Cosimo Lodeserto-2Penna ha prima di tutto chiarito il rapporto tra il suo gruppo, quello dei mesagnesi e quello di Campana e Gagliardi definendolo “buon viso a cattivo gioco” e poi ha affermato di aver saputo dell’omicidio “direttamente dai protagonisti”: “Gagliardi, suo ex affiliato che poi era passato con Giuseppe Leo e infine con Campana, gliene aveva parlato nel carcere di Lecce per le udienze del processo Mediana, in seguito lo stesso aveva fatto Francesco Campana sempre in carcere, indicato come il più prodigo nel riferire le modalità dell’esecuzione. Nessuno invece gli aveva detto come avevano fatto a trovare Toni D’Amico sulla diga”. Aspetto sul quale l’avvocato Cosimo  Lodeserto ha puntato nell’arringa, ma per la Corte non è di rilievo dal momento che a Penna questo non interessava, essendo invece interessato a capire cosa avesse mai detto D’Amico sul conto. Nessuno poteva immaginare che Penna sarebbe diventato lui stesso pentito. Neppure Francesco Campana.

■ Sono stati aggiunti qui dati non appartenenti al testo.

// Copyright 2025 eraflo
//
// Licensed under the Apache License, Version 2.0 (the "License");
// you may not use this file except in compliance with the License.
// You may obtain a copy of the License at
//
//     http://www.apache.org/licenses/LICENSE-2.0
//
// Unless required by applicable law or agreed to in writing, software
// distributed under the License is distributed on an "AS IS" BASIS,
// WITHOUT WARRANTIES OR CONDITIONS OF ANY KIND, either express or implied.
// See the License for the specific language governing permissions and
// limitations under the License.

use anyhow::Result;
use image::{DynamicImage, ImageFormat, Rgba, RgbaImage};
use stagehand_core::asset::Asset;
use stagehand_core::math::Vec3;
use stagehand_core::resource::ResourceLedger;
use stagehand_io::decoders::ObjDecoder;
use stagehand_io::{
    AssetCache, CachedLoader, EntryState, FormatLoader, LoadError, LoaderConfig, MemorySource,
};
use std::io::Cursor;
use std::sync::Arc;
use std::time::Duration;
use tempfile::tempdir;

const CUBE_OBJ: &str = "\
o cube
v 0 0 0
v 1 0 0
v 1 1 0
v 0 1 0
f 1 2 3 4
";

fn obj_cache(
    latency: Duration,
) -> (
    AssetCache,
    Arc<MemorySource>,
    Arc<CachedLoader<ObjDecoder>>,
    Arc<ResourceLedger>,
) {
    let source = Arc::new(MemorySource::new().with_latency(latency));
    let ledger = Arc::new(ResourceLedger::new());
    let loader = Arc::new(CachedLoader::new(
        "obj",
        ObjDecoder,
        source.clone(),
        ledger.clone(),
    ));
    let cache = AssetCache::new(ledger.clone());
    cache.register_loader("obj", loader.clone());
    (cache, source, loader, ledger)
}

#[tokio::test]
async fn test_concurrent_requests_share_one_decode() -> Result<()> {
    // --- 1. Setup: a slow source so every request overlaps the first ---
    let (cache, source, _, _) = obj_cache(Duration::from_millis(50));
    source.insert("cube.obj", CUBE_OBJ);
    let cache = Arc::new(cache);

    // --- 2. Fire the requests ---
    let tasks: Vec<_> = (0..6)
        .map(|_| {
            let cache = cache.clone();
            tokio::spawn(async move { cache.request("obj", "cube.obj").await })
        })
        .collect();
    let mut templates = Vec::new();
    for task in tasks {
        templates.push(task.await??);
    }

    // --- 3. Assert: one read, one template ---
    assert_eq!(source.read_count("cube.obj"), 1);
    assert!(templates.iter().all(|t| Arc::ptr_eq(t, &templates[0])));
    assert_eq!(cache.state("obj", "cube.obj"), Some(EntryState::Ready));
    Ok(())
}

#[tokio::test]
async fn test_cold_load_clones_the_canonical_once() -> Result<()> {
    let (cache, source, loader, ledger) = obj_cache(Duration::ZERO);
    source.insert("cube.obj", CUBE_OBJ);

    let template = cache.request("obj", "cube.obj").await?;

    let canonical = loader.cached("cube.obj").expect("loader keeps the canonical decode");
    assert_eq!(canonical.clone_count(), 1);
    assert!(canonical
        .asset()
        .handles()
        .is_disjoint(&template.asset().handles()));
    assert!(template
        .asset()
        .handles()
        .iter()
        .all(|handle| ledger.is_live(*handle)));
    Ok(())
}

#[tokio::test]
async fn test_failed_decode_can_be_retried() -> Result<()> {
    let (cache, source, _, _) = obj_cache(Duration::ZERO);
    source.insert("cube.obj", "# no geometry yet\n");

    let first = cache.request("obj", "cube.obj").await;
    assert!(matches!(first, Err(LoadError::DecodeFailure { .. })));
    assert_eq!(cache.state("obj", "cube.obj"), None);

    source.insert("cube.obj", CUBE_OBJ);
    let second = cache.request("obj", "cube.obj").await?;

    assert!(second.asset().as_model().is_some());
    assert_eq!(source.read_count("cube.obj"), 2);
    Ok(())
}

#[tokio::test]
async fn test_missing_file_reports_the_path() {
    let (cache, _, _, _) = obj_cache(Duration::ZERO);

    let result = cache.request("obj", "ghost.obj").await;

    match result {
        Err(LoadError::Source { path, .. }) => assert_eq!(path, "ghost.obj"),
        other => panic!("expected a source error, got {other:?}"),
    }
    assert!(cache.is_empty());
}

#[tokio::test]
async fn test_timeout_leaves_the_decode_running() -> Result<()> {
    let (cache, source, _, _) = obj_cache(Duration::from_millis(100));
    source.insert("cube.obj", CUBE_OBJ);

    let timed_out = cache
        .request_with_timeout("obj", "cube.obj", Duration::from_millis(5))
        .await;

    assert!(matches!(timed_out, Err(LoadError::TimedOut { .. })));
    assert_eq!(cache.state("obj", "cube.obj"), Some(EntryState::Pending));

    let template = cache.request("obj", "cube.obj").await?;
    assert!(template.asset().as_model().is_some());
    assert_eq!(source.read_count("cube.obj"), 1);
    Ok(())
}

#[tokio::test]
async fn test_clear_then_dispose_releases_everything() -> Result<()> {
    let (cache, source, loader, ledger) = obj_cache(Duration::ZERO);
    source.insert("cube.obj", CUBE_OBJ);
    cache.request("obj", "cube.obj").await?;

    assert_eq!(cache.clear(), 1);
    assert!(cache.is_empty());
    cache.dispose();

    assert!(loader.is_disposed());
    assert_eq!(ledger.live_count(), 0);
    assert_eq!(ledger.rejected_releases(), 0);
    Ok(())
}

#[tokio::test]
async fn test_default_loaders_read_from_disk() -> Result<()> {
    // --- 1. Setup: real files in a temporary asset root ---
    let dir = tempdir()?;
    let mut png = Vec::new();
    DynamicImage::ImageRgba8(RgbaImage::from_pixel(8, 4, Rgba([0, 128, 255, 255])))
        .write_to(&mut Cursor::new(&mut png), ImageFormat::Png)?;
    std::fs::write(dir.path().join("albedo.png"), &png)?;
    std::fs::create_dir(dir.path().join("models"))?;
    std::fs::write(dir.path().join("models/cube.obj"), CUBE_OBJ)?;

    let config = LoaderConfig {
        asset_root: dir.path().to_path_buf(),
        ..LoaderConfig::default()
    };
    let ledger = Arc::new(ResourceLedger::new());
    let cache =
        AssetCache::with_default_loaders(Arc::new(config.file_source()), ledger.clone(), &config);

    // --- 2. Load ---
    let texture = cache.request("texture", "albedo.png").await?;
    let model = cache.request("obj", "models/cube.obj").await?;

    // --- 3. Assert ---
    match texture.asset() {
        Asset::Texture(texture) => assert_eq!(texture.data().width, 8),
        other => panic!("expected a texture, got {}", other.kind_name()),
    }
    assert_eq!(model.asset().as_model().map(|m| m.node_count()), Some(2));

    cache.dispose();
    assert_eq!(ledger.live_count(), 0);
    Ok(())
}

#[tokio::test]
async fn test_concurrent_failures_share_one_outcome() -> Result<()> {
    // --- 1. Setup: a slow source holding an OBJ without geometry ---
    let (cache, source, _, _) = obj_cache(Duration::from_millis(50));
    source.insert("broken.obj", "# nothing to draw\n");
    let cache = Arc::new(cache);

    // --- 2. Fire the requests ---
    let tasks: Vec<_> = (0..8)
        .map(|_| {
            let cache = cache.clone();
            tokio::spawn(async move { cache.request("obj", "broken.obj").await })
        })
        .collect();
    let mut errors = Vec::new();
    for task in tasks {
        match task.await? {
            Ok(_) => panic!("a geometry-less OBJ must not decode"),
            Err(e) => errors.push(e),
        }
    }

    // --- 3. Assert: one read, one shared failure, no entry left ---
    assert_eq!(source.read_count("broken.obj"), 1);
    assert!(matches!(errors[0], LoadError::DecodeFailure { .. }));
    assert!(errors.iter().all(|e| *e == errors[0]));
    assert_eq!(cache.state("obj", "broken.obj"), None);
    assert_eq!(cache.stats().failed, 1);
    Ok(())
}

#[tokio::test]
async fn test_mutating_a_copy_leaves_the_cached_template_alone() -> Result<()> {
    // --- 1. Setup ---
    let (cache, source, _, ledger) = obj_cache(Duration::ZERO);
    source.insert("cube.obj", CUBE_OBJ);
    let template = cache.request("obj", "cube.obj").await?;

    // --- 2. Take a copy and move it around ---
    let mut copy = match template.instantiate(&*ledger)? {
        Asset::Model(node) => node,
        other => panic!("expected a model, got {}", other.kind_name()),
    };
    copy.transform.position = Vec3::new(9.0, 9.0, 9.0);
    copy.name = "moved".to_string();
    for child in copy.children_mut() {
        child.transform.scale = Vec3::new(3.0, 3.0, 3.0);
        child.visible = false;
    }

    // --- 3. Assert: a fresh request still sees the decoded state ---
    let again = cache.request("obj", "cube.obj").await?;
    assert!(Arc::ptr_eq(&template, &again));
    let cached = again.asset().as_model().expect("cached model");
    assert_eq!(cached.transform.position, Vec3::ZERO);
    assert_ne!(cached.name, "moved");
    for child in cached.children() {
        assert_eq!(child.transform.scale, Vec3::ONE);
        assert!(child.visible);
    }

    let second = match again.instantiate(&*ledger)? {
        Asset::Model(node) => node,
        other => panic!("expected a model, got {}", other.kind_name()),
    };
    assert_eq!(second.transform.position, Vec3::ZERO);
    Ok(())
}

Gravina, alias il Gabibbo, “riferisce di aver saputo tutto da Massimo Delle Grottaglie, defunto, e poi di aver appreso altri particolari dallo stesso Carlo Gagliardi durante l’ora di aria nel carcere di Lecce, quando i due ebbero una lite. Gagliardi  lo rimproverava di aver picchiato il figlio di Pino Rogoli, mentre lui e Francesco Campana erano stati capaci di uccidere D’Amico, fratello del tigre”.

Tutti i collaboratori riferiscono che Campana e Gagliardi hanno usato una moto, una Ducati: “guidava Gagliardi che conosce le strade per la fuga mentre Francesco Campana mancava da anni e per questo fu lui a sparare”. Convergenti anche le motivazioni alla base della vendetta trasversale che per la Corte sono state evidenziate con linearità da Sandro Campana, quando gli è stato chiesto del movente: “Innanzitutto la necessità di dare un segnale forte all’esterno del gruppo per impedire le collaborazioni, tra l’altro Antonio D’Amico si recava ancora a colloquio con Massimo D’Amico, quindi vicende del passato risalenti alla scissione del gruppo dei mesagnesi da quello che faceva capo a Rogoli, Giuseppe Gagliardi che non aveva aderito”. Dopo la rottura, “Giuseppe Gagliardi veniva messo da parte e i suoi affiliati transitavano nelle fila della nuova organizzazione anche ad opera del reclutamento portato avanti da Massimo D’Amico che si permetteva anche di offendere pesantemente e provocare Gagliardi nel corso di comuni detenzioni”. C’era stata già una sentenza di condanna a morte nelle logiche della Scu.